3 加強(qiáng)信息安全建設(shè)的設(shè)想

（1） 建立健全信息安全突發(fā)事件應(yīng)急處理預(yù)案。成立負(fù)責(zé)處理突發(fā)信息安全的機(jī)構(gòu)，專人負(fù)責(zé)。當(dāng)發(fā)生信息安全事故時(shí)，要及時(shí)上報(bào)到信息安全部門，相關(guān)機(jī)構(gòu)及時(shí)分析并作出處理辦法。
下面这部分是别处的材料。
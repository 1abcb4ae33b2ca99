//! Narrative summary client
//!
//! Turns a set of observations into a Finnish-language bulletin using a
//! Gemini-style `generateContent` endpoint.

use std::time::Duration;

use async_trait::async_trait;
use chrono::NaiveDate;
use reqwest::Client;
use serde::{Deserialize, Serialize};
use shared::Observation;

use crate::config::SummarizerConfig;
use crate::error::{AppError, AppResult};

/// Finnish wording of the severity levels used in prompts
const LEVEL_TEXT_FI: [&str; 4] = [
    "Ei levää",
    "Vähäinen määrä levää",
    "Runsaasti levää",
    "Erittäin runsaasti levää",
];

/// What kind of narrative to produce
#[derive(Debug, Clone, PartialEq)]
pub enum SummaryKind {
    /// Country-wide bulletin over a recent window
    Weekly {
        start: NaiveDate,
        end: NaiveDate,
        today: NaiveDate,
    },
    /// Situation around one clicked point
    Local {
        place: String,
        radius_km: f64,
        today: NaiveDate,
        total_rows: usize,
    },
}

/// Text-generation boundary
#[async_trait]
pub trait Summarizer: Send + Sync {
    async fn summarize(&self, records: &[Observation], kind: &SummaryKind) -> AppResult<String>;
}

/// System and user prompt pair
#[derive(Debug, Clone)]
pub struct Prompt {
    pub system: String,
    pub user: String,
}

fn level_text(obs: &Observation) -> &'static str {
    LEVEL_TEXT_FI[obs.severity.index()]
}

fn notes_or_default(obs: &Observation) -> &str {
    if obs.notes.trim().is_empty() {
        "Ei lisätietoja."
    } else {
        obs.notes.trim()
    }
}

/// Build the prompt for a summary request.
///
/// `records` are expected newest first.
pub fn build_prompt(records: &[Observation], kind: &SummaryKind) -> Prompt {
    match kind {
        SummaryKind::Weekly { start, end, today } => {
            let table: Vec<String> = records
                .iter()
                .map(|obs| {
                    format!(
                        "{} | {} | {} | {} | {}",
                        obs.date.format("%d.%m.%Y"),
                        obs.station,
                        obs.region,
                        level_text(obs),
                        notes_or_default(obs)
                    )
                })
                .collect();

            Prompt {
                system: "Olet Suomen ympäristökeskuksen asiantuntija ja laadit virallisia \
                         sinilevätiedotteita. Tuota analyyttinen ja yleistajuinen raportti annetusta \
                         datasta. Käytä Lisätiedot-sarakkeen sisältöä laadullisena lisätietona. \
                         Vastaa ainoastaan suomeksi, yhtenäisenä raporttina ilman numeroituja \
                         luetteloita. Maksimipituus 400 sanaa."
                    .to_string(),
                user: format!(
                    "Tämänhetkinen päivämäärä on: {today}.\n\
                     Analysoi alla oleva sinilevähavaintoja koskeva data aikaväliltä {start} - {end} \
                     ja laadi siitä viikoittaista sinilevätiedotetta vastaava yhteenveto. \
                     Painota viimeisimpiä havaintoja.\n\
                     1. Yleistilanne: kuinka monessa havainnossa levää havaittiin ja kuinka monessa \
                     runsas tai erittäin runsas esiintymä.\n\
                     2. Alueellinen katsaus: ELY-keskusten alueet ja vesistöt, joissa runsaita \
                     esiintymiä oli eniten, Lisätiedot mukaan lukien.\n\
                     3. Toimenpideohjeistus sinilevän havaitsemisen varalle.\n\
                     DATA ALKAA TÄSTÄ:\n\
                     Päivämäärä | Havaintopaikka | ELY-keskus | Levätilanne | Lisätiedot\n\
                     {table}\n\
                     DATA PÄÄTTYY TÄHÄN.",
                    today = today.format("%d.%m.%Y"),
                    start = start.format("%d.%m.%Y"),
                    end = end.format("%d.%m.%Y"),
                    table = table.join("\n"),
                ),
            }
        }
        SummaryKind::Local {
            place,
            radius_km,
            today,
            total_rows,
        } => {
            let history: Vec<String> = records
                .iter()
                .map(|obs| format!("{} | {}", obs.date.format("%d.%m.%Y"), level_text(obs)))
                .collect();

            let latest = match records.first() {
                Some(obs) => format!(
                    "{} ({}), levätilanne: {}. Lisätiedot: {}",
                    obs.station,
                    obs.date.format("%d.%m.%Y"),
                    level_text(obs),
                    notes_or_default(obs)
                ),
                None => "Ei havaintoja.".to_string(),
            };

            Prompt {
                system: "Olet vesistöasiantuntija. Laadi lyhyt, informatiivinen yhteenveto annetun \
                         vesistön sinilevätilanteesta. Perustele tilanteen tyypillisyys annettujen \
                         historiallisten havaintojen päivämäärien ja levätilanteiden perusteella. \
                         Tarkoitus on arvioida tilanne tällä hetkellä. Vastaa ainoastaan suomeksi. \
                         Maksimi 150 sanaa."
                    .to_string(),
                user: format!(
                    "Laadi otsikko muodossa '**{place} ({radius} km säde) – Sinilevätilanne**'.\n\
                     - Tämänhetkinen päivämäärä: {today}\n\
                     - Alueen viimeisin havainto: {latest}\n\
                     - Viimeiset {count} havaintoa (uudemmasta vanhempaan):\n{history}\n\
                     - Havaintoja alueelta yhteensä: {total_rows}\n\
                     Huomioi, kuinka pitkä aika viimeisimmästä havainnosta on kulunut, ja arvioi \
                     tämänhetkinen tilanne, sen tyypillisyys ja kehitys. Anna lopuksi lyhyt \
                     suositus toiminnasta sinilevän esiintyessä.",
                    radius = radius_km,
                    today = today.format("%d.%m.%Y"),
                    count = records.len(),
                    history = history.join("\n"),
                ),
            }
        }
    }
}

/// Gemini `generateContent` client
#[derive(Clone)]
pub struct GeminiSummarizer {
    http_client: Client,
    endpoint: String,
    model: String,
    api_key: String,
    temperature: f32,
}

#[derive(Debug, Serialize)]
struct GenerateRequest {
    system_instruction: Content,
    contents: Vec<Content>,
    #[serde(rename = "generationConfig")]
    generation_config: GenerationConfig,
}

#[derive(Debug, Serialize, Deserialize)]
struct Content {
    #[serde(default)]
    parts: Vec<Part>,
}

#[derive(Debug, Serialize, Deserialize)]
struct Part {
    #[serde(default)]
    text: String,
}

#[derive(Debug, Serialize)]
struct GenerationConfig {
    temperature: f32,
}

#[derive(Debug, Deserialize)]
struct GenerateResponse {
    #[serde(default)]
    candidates: Vec<Candidate>,
}

#[derive(Debug, Deserialize)]
struct Candidate {
    content: Option<Content>,
}

impl GeminiSummarizer {
    /// Build a client, or `None` when no API key is configured
    pub fn from_config(config: &SummarizerConfig) -> AppResult<Option<Self>> {
        let Some(api_key) = config.api_key.clone().filter(|k| !k.is_empty()) else {
            return Ok(None);
        };

        let http_client = Client::builder()
            .timeout(Duration::from_secs(config.timeout_secs))
            .build()
            .map_err(|e| AppError::Configuration(format!("HTTP client: {}", e)))?;

        Ok(Some(Self {
            http_client,
            endpoint: config.endpoint.trim_end_matches('/').to_string(),
            model: config.model.clone(),
            api_key,
            temperature: config.temperature,
        }))
    }
}

#[async_trait]
impl Summarizer for GeminiSummarizer {
    async fn summarize(&self, records: &[Observation], kind: &SummaryKind) -> AppResult<String> {
        let prompt = build_prompt(records, kind);
        let url = format!("{}/{}:generateContent", self.endpoint, self.model);

        let request = GenerateRequest {
            system_instruction: Content {
                parts: vec![Part { text: prompt.system }],
            },
            contents: vec![Content {
                parts: vec![Part { text: prompt.user }],
            }],
            generation_config: GenerationConfig {
                temperature: self.temperature,
            },
        };

        let response = self
            .http_client
            .post(&url)
            .header("x-goog-api-key", &self.api_key)
            .json(&request)
            .send()
            .await
            .map_err(|e| AppError::SummarizerUnavailable(format!("Request failed: {}", e)))?;

        if !response.status().is_success() {
            let status = response.status();
            let body = response
                .text()
                .await
                .unwrap_or_else(|_| "Unknown error".to_string());
            return Err(AppError::SummarizerUnavailable(format!(
                "API returned {}: {}",
                status, body
            )));
        }

        let result: GenerateResponse = response.json().await.map_err(|e| {
            AppError::SummarizerUnavailable(format!("Failed to parse response: {}", e))
        })?;

        let text: String = result
            .candidates
            .into_iter()
            .filter_map(|c| c.content)
            .flat_map(|c| c.parts)
            .map(|p| p.text)
            .collect();

        if text.trim().is_empty() {
            return Err(AppError::SummarizerUnavailable(
                "Response contained no text".to_string(),
            ));
        }

        Ok(text)
    }
}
（2） 轉(zhuǎn)變觀念。當(dāng)考慮網(wǎng)絡(luò)信息系統(tǒng)的安全問題時(shí)，必須依據(jù)信息系統(tǒng)安全工程學(xué)的理論和方法，構(gòu)造全方位防御機(jī)制。首先必須了解潛在的安全威脅以及黑客的入侵方式，然后制定相應(yīng)的安全策略和網(wǎng)絡(luò)安全機(jī)制，選擇符合標(biāo)準(zhǔn)和通過認(rèn)證的安全產(chǎn)品，從而建立，維護(hù)和運(yùn)行機(jī)制一整套網(wǎng)絡(luò)安全評測系統(tǒng)、實(shí)時(shí)網(wǎng)絡(luò)監(jiān)控系統(tǒng)等。一個完善的計(jì)算機(jī)網(wǎng)絡(luò)信息系統(tǒng)安全方案至少應(yīng)該包括以下幾個方面： ① 訪問控制； ② 檢查安全漏洞； ③ 攻擊監(jiān)控； ④ 加密； ⑤ 備份； ⑥ 多層防御； ⑦ 建立必要的管理機(jī)制。